[Provided entries Boundary: Start]

//! Flattening a document into its leaf values.
//!
//! Each scalar contributes one entry, in traversal order. Duplicates are kept.
//! The result is what a reviewer copies out of a source file to translate in
//! bulk; see [`crate::document::join_leaves`] for the clipboard block format.

use serde_json::Value;
use tracing::debug;

use crate::document::{join_leaves, parse_document};
use crate::error::{Result, Side};
use crate::kind::Scalar;
use crate::walker::{walk, Visitor};

struct LeafVisitor;

impl Visitor for LeafVisitor {
    type Output = Vec<String>;

    fn on_scalar(&self, scalar: Scalar<'_>) -> Vec<String> {
        vec![scalar.to_text()]
    }

    fn on_array(&self, elements: Vec<Vec<String>>) -> Vec<String> {
        elements.into_iter().flatten().collect()
    }

    fn on_object(&self, entries: Vec<(&str, Vec<String>)>) -> Vec<String> {
        entries.into_iter().flat_map(|(_, leaves)| leaves).collect()
    }
}

/// Collect the canonical text of every leaf in `doc`.
///
/// Array elements are visited by index and object entries in key insertion
/// order. Arrays and objects contribute no entry of their own, so empty ones
/// contribute nothing.
///
/// # Examples
///
/// ```
/// use serde_json::json;
/// use locjson_core::extract_leaves;
///
/// let doc = json!({"a": "x", "b": [1, true, null]});
/// assert_eq!(extract_leaves(&doc), vec!["x", "1", "true", "null"]);
/// ```
pub fn extract_leaves(doc: &Value) -> Vec<String> {
    let leaves = walk(&LeafVisitor, doc);
    debug!(count = leaves.len(), "extracted leaf values");
    leaves
}

/// Parse a source buffer and return its leaves joined by newlines.
pub fn leaves_from_str(source: &str) -> Result<String> {
    let doc = parse_document(source, Side::Source)?;
    Ok(join_leaves(&extract_leaves(&doc)))
}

[Provided entries Boundary: End]

**Assignment**
Copy exactly the lines above, starting at the opening line and finishing at the line in which "type Output = Vec<String>;" occurs.

**Solution to this problem**
//! Flattening a document into its leaf values.
//!
//! Each scalar contributes one entry, in traversal order. Duplicates are kept.
//! The result is what a reviewer copies out of a source file to translate in
//! bulk; see [`crate::document::join_leaves`] for the clipboard block format.

use serde_json::Value;
use tracing::debug;

use crate::document::{join_leaves, parse_document};
use crate::error::{Result, Side};
use crate::kind::Scalar;
use crate::walker::{walk, Visitor};

struct LeafVisitor;

impl Visitor for LeafVisitor {
    type Output = Vec<String>;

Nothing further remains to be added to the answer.